Le dimanche 29 août 1999, au marathon de Québec (photo titre), là où tout a commencé.

 Je me pince. Honnêtement, je ne disposais pas d’un tel profil.

 Méthodique, la découverte de la course à pied m’injectait une dose de bien-être et de fierté. Quand j’adopte, la longévité s’implique et je ne suis pas du genre à lâcher le morceau pour une peccadille.

 Le reflet de mon existence, je donne tout ce que je peux en essayant de ne jamais me décevoir.

 Je me dis que dans la vie, tout ce qui m’entoure, je dois l’apprécier, en prendre un soin méticuleux. Il en va de soi quand on accepte un cadeau !

 

J'ai eu le privilège de soutenir mon ami Dominic Arpin lors de la réalisation de son marathon, quelques mois après son opération suite à la découverte d'un cancer à un rein. Martin Bouffard, caméraman et ami de Dominic, nous accompagnait. À travers toutes ces années, ce fut un moment magique pour moi .

 

Sincèrement, même si je m’en approchais, je n’y pensais pas car mon intérêt ne frise pas le ridicule. Et courir 100 marathons dans une vie, jamais, au grand jamais j’aurais voulu me fixer un tel objectif.

 C’est lors d’un entraînement banal avec le comédien Mario St-Amand que la lumière s’est allumée. À ce moment, j’en totalisais 77. Wow, m’a-t-il dit, tout ébahi. « Tu te diriges vers ton 100e », a-t-il ajouté. Étrange vous me direz mais c’est comme si je venais de réaliser que je détenais des chances de gagner un gros lot !

 Je ne vous cacherai pas que depuis cet instant, une pression supplémentaire m’incite à prendre ce chiffre au sérieux. Or, ma conscience me pousse à des réflexions. Régulièrement, je m’arrête et réalise que je marche sur des œufs, même si je vois pointer à l’horizon cette fameuse cible.

 

C'est lors d'un entraînement sur le Mont-Royal que le comédien Mario Saint-Amand m'a fait prendre conscience de cet objectif à atteindre.

 

J’ai constaté au fil des années que le corps humain constitue une merveilleuse machine, qu’il faut en prendre soin.
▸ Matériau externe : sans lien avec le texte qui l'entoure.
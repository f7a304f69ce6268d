//! Spreadsheet export of the filtered vendor list.
//!
//! One CSV row per vendor with every record field as a column, in record field
//! order. Files are named after the export date and written atomically.

use crate::domain::error::{Result, VendorizerError};
use crate::domain::Vendor;
use chrono::NaiveDate;
use std::io::Write;
use std::path::{Path, PathBuf};

/// File name for an export made on `date`.
#[must_use]
pub fn file_name_for(date: NaiveDate) -> String {
    format!("vendors_{}.csv", date.format("%Y-%m-%d"))
}

/// Writes `vendors` as CSV with a header row and returns the row count.
///
/// # Errors
///
/// Returns [`VendorizerError::Export`] if a row cannot be written.
pub fn write_csv<W: Write>(writer: W, vendors: &[Vendor]) -> Result<usize> {
    let mut csv = csv::Writer::from_writer(writer);
    for vendor in vendors {
        csv.serialize(vendor)?;
    }
    csv.flush()?;
    Ok(vendors.len())
}

/// Exports `vendors` into `dir` under the name for `date`.
///
/// # Errors
///
/// Returns [`VendorizerError::Export`] for an empty list, and I/O errors from
/// creating the directory or writing the file.
#[tracing::instrument(level = "debug", skip(vendors), fields(count = vendors.len(), dir = %dir.display()))]
pub fn export_to_dir(dir: &Path, vendors: &[Vendor], date: NaiveDate) -> Result<PathBuf> {
    if vendors.is_empty() {
        return Err(VendorizerError::Export("No vendors to export".to_string()));
    }

    std::fs::create_dir_all(dir)?;
    let path = dir.join(file_name_for(date));
    let tmp_path = path.with_extension("csv.tmp");

    let file = std::fs::File::create(&tmp_path)?;
    write_csv(std::io::BufWriter::new(file), vendors)?;
    std::fs::rename(&tmp_path, &path)?;

    tracing::debug!(path = %path.display(), "vendors exported");
    Ok(path)
}

#[cfg(test)]
mod tests {
    use super::*;
    use crate::domain::{Category, Region, Status, VendorType};

    fn vendor(id: &str, name: &str) -> Vendor {
        Vendor {
            id: id.to_string(),
            name: name.to_string(),
            category: Category::Electrical,
            location: "Kochi".to_string(),
            status: Status::Active,
            vendor_type: VendorType::Sap,
            region: Region::South,
            date: "2024-07-09".parse().unwrap(),
        }
    }

    #[test]
    fn name_uses_iso_date() {
        let date = NaiveDate::from_ymd_opt(2025, 3, 4).unwrap();
        assert_eq!(file_name_for(date), "vendors_2025-03-04.csv");
    }

    #[test]
    fn csv_has_header_and_all_columns() {
        let mut out = Vec::new();
        let rows = write_csv(&mut out, &[vendor("V1", "Volt, Inc")]).unwrap();
        let text = String::from_utf8(out).unwrap();

        assert_eq!(rows, 1);
        let mut lines = text.lines();
        assert_eq!(lines.next(), Some("id,name,category,location,status,type,region,date"));
        assert_eq!(
            lines.next(),
            Some("V1,\"Volt, Inc\",Electrical,Kochi,Active,SAP,South,2024-07-09")
        );
    }

    #[test]
    fn export_writes_named_file() {
        let dir = tempfile::tempdir().unwrap();
        let date = NaiveDate::from_ymd_opt(2024, 12, 31).unwrap();

        let path = export_to_dir(dir.path(), &[vendor("A", "a"), vendor("B", "b")], date).unwrap();

        assert_eq!(path, dir.path().join("vendors_2024-12-31.csv"));
        assert_eq!(std::fs::read_to_string(&path).unwrap().lines().count(), 3);
    }

    #[test]
    fn empty_export_is_refused() {
        let dir = tempfile::tempdir().unwrap();
        let date = NaiveDate::from_ymd_opt(2024, 1, 1).unwrap();
        assert!(matches!(
            export_to_dir(dir.path(), &[], date),
            Err(VendorizerError::Export(_))
        ));
        assert_eq!(std::fs::read_dir(dir.path()).unwrap().count(), 0);
    }
}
Je tenais à conserver une discipline impeccable qui allait logiquement me récompenser. L’usure des entraînements et des marathons ne se manifeste pas pour le moment. La crainte de voir surgir une blessure à une cheville, un genou, une hanche, au dos vient me hanter mais en bout de ligne, je me dis que si jamais je dois guérir, au point où j’en suis rendu, je me permettrai des les marcher.

 Pour moi, cette grande aventure a commencé à Québec en 1999. Or, trois ans plus tôt, une dame, Josée Benoit m'avait accueilli dans un gymnase de mon patelin où je m'étais présenté, désorienté et dans une condition physique atroce. N'eut été de sa présence, je me demande sérieusement où j'en serais présentement. Je craignais le marathon, tel un monstre destructeur. Je l’ai essayé et je me souviens qu’assis dans les marches d’un édifice, je me disais que plus jamais je rééditerais un tel défi. Puis, deux semaines plus tard, je me surprenais à chercher l’endroit de mon prochain !

 

L'humoriste Maxime Martin  sera à Québec le 13 octobre prochain. Il s'agira de notre 3e marathon ensemble.

 

Voilà pourquoi j’ai cru bon de fermer la boucle à Québec pour le 100e, là où tout a commencé. Ce n’est pas romantique cette affaire-là ?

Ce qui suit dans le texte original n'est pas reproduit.